**Problem to solve:** Go through the records and report each line holding the string "lowercase".

Collected data
──────────────────────────────

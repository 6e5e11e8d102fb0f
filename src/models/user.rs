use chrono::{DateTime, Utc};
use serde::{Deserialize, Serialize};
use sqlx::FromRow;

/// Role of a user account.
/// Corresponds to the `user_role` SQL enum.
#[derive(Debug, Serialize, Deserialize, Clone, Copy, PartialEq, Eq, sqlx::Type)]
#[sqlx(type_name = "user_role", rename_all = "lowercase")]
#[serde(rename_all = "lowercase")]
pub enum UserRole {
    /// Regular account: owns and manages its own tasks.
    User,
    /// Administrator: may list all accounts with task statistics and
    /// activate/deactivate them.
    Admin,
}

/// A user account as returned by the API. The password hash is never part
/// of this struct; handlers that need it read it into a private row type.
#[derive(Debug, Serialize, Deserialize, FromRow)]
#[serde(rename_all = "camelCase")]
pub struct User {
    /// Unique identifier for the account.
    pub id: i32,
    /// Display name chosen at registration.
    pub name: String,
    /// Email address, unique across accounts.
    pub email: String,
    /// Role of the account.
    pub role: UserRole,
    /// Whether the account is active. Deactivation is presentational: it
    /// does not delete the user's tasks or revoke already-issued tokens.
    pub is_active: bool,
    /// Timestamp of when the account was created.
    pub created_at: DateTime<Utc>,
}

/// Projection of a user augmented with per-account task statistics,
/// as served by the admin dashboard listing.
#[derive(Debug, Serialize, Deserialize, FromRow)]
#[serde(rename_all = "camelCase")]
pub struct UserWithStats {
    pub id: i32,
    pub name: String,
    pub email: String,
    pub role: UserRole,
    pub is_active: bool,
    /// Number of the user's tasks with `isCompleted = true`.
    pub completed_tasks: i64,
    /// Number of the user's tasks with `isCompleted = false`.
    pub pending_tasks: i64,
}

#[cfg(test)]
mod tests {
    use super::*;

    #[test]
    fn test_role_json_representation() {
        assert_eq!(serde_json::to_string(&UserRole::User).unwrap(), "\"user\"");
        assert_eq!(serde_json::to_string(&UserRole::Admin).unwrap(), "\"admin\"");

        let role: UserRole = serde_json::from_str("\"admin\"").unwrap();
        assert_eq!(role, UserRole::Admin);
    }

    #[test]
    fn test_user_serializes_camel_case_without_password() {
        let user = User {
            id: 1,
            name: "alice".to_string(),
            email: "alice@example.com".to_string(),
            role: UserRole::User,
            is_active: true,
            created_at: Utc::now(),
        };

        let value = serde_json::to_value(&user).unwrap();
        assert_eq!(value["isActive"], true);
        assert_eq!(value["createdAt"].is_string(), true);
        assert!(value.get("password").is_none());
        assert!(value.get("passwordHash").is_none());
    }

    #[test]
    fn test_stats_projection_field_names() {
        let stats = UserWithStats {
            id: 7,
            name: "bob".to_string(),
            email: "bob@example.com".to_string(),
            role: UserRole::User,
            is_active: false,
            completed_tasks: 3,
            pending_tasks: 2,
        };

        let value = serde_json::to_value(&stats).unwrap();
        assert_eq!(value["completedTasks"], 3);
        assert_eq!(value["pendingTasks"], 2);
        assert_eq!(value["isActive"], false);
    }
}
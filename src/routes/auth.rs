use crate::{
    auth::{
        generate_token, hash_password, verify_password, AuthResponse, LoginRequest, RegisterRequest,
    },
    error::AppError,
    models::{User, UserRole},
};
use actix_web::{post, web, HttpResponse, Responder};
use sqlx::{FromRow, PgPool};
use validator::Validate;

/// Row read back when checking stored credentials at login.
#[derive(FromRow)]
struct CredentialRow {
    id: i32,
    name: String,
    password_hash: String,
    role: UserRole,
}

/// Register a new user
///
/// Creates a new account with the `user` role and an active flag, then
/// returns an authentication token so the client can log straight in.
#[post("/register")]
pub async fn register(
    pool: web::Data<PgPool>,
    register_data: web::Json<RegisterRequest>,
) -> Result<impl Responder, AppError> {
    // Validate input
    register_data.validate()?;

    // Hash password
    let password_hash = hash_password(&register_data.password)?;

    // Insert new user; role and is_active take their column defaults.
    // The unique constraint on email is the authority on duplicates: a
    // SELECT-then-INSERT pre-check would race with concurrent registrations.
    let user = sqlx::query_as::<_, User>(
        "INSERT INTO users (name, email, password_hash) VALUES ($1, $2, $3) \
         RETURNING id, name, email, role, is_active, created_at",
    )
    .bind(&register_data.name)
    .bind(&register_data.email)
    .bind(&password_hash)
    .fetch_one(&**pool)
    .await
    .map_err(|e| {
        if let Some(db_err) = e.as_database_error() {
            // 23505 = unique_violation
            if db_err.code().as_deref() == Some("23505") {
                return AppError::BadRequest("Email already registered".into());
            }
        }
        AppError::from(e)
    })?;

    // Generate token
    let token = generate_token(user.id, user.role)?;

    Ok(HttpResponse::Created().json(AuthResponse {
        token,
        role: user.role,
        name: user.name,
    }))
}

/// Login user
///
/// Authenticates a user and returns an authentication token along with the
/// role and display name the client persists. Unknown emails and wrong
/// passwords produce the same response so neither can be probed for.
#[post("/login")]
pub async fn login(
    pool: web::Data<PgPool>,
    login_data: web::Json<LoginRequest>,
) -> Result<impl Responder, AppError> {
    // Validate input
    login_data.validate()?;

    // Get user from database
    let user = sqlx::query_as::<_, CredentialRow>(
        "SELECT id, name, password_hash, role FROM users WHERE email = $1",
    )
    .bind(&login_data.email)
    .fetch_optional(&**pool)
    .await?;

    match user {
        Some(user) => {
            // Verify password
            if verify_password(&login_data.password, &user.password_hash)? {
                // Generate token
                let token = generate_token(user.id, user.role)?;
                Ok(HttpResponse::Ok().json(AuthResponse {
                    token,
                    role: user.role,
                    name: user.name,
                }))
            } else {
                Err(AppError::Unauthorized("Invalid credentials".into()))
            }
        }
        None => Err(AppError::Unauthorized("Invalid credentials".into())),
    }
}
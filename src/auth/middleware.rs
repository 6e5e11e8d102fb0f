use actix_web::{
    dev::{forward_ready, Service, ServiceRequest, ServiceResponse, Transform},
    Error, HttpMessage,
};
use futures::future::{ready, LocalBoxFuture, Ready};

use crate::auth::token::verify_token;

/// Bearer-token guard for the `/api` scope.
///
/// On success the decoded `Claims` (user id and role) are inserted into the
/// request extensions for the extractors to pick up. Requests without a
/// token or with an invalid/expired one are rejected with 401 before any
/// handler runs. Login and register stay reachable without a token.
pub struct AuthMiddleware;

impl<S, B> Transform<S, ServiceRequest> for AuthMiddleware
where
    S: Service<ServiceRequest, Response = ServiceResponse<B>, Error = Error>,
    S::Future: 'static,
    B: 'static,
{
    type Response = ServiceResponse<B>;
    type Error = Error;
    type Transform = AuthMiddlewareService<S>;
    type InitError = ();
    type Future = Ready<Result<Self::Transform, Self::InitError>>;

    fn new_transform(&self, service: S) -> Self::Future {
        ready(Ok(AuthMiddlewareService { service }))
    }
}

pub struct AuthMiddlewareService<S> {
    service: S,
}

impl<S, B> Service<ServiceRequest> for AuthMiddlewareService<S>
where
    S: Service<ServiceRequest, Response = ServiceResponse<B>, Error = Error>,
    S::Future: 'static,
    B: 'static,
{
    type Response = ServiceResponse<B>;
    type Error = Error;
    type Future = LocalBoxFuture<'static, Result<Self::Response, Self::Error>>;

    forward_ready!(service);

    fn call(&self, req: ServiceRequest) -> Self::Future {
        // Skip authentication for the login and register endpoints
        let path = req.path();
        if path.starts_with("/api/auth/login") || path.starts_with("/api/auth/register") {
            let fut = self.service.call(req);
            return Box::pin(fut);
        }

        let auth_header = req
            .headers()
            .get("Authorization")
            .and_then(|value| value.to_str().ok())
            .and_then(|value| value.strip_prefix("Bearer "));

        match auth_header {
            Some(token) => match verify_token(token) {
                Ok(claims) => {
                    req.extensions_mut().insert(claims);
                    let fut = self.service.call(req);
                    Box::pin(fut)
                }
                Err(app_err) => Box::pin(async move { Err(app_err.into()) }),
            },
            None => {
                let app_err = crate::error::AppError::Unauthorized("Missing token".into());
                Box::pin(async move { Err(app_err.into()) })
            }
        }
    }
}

──────────────────────────────

**Reply:**
#[sqlx(type_name = "user_role", rename_all = "lowercase")]
#[serde(rename_all = "lowercase")]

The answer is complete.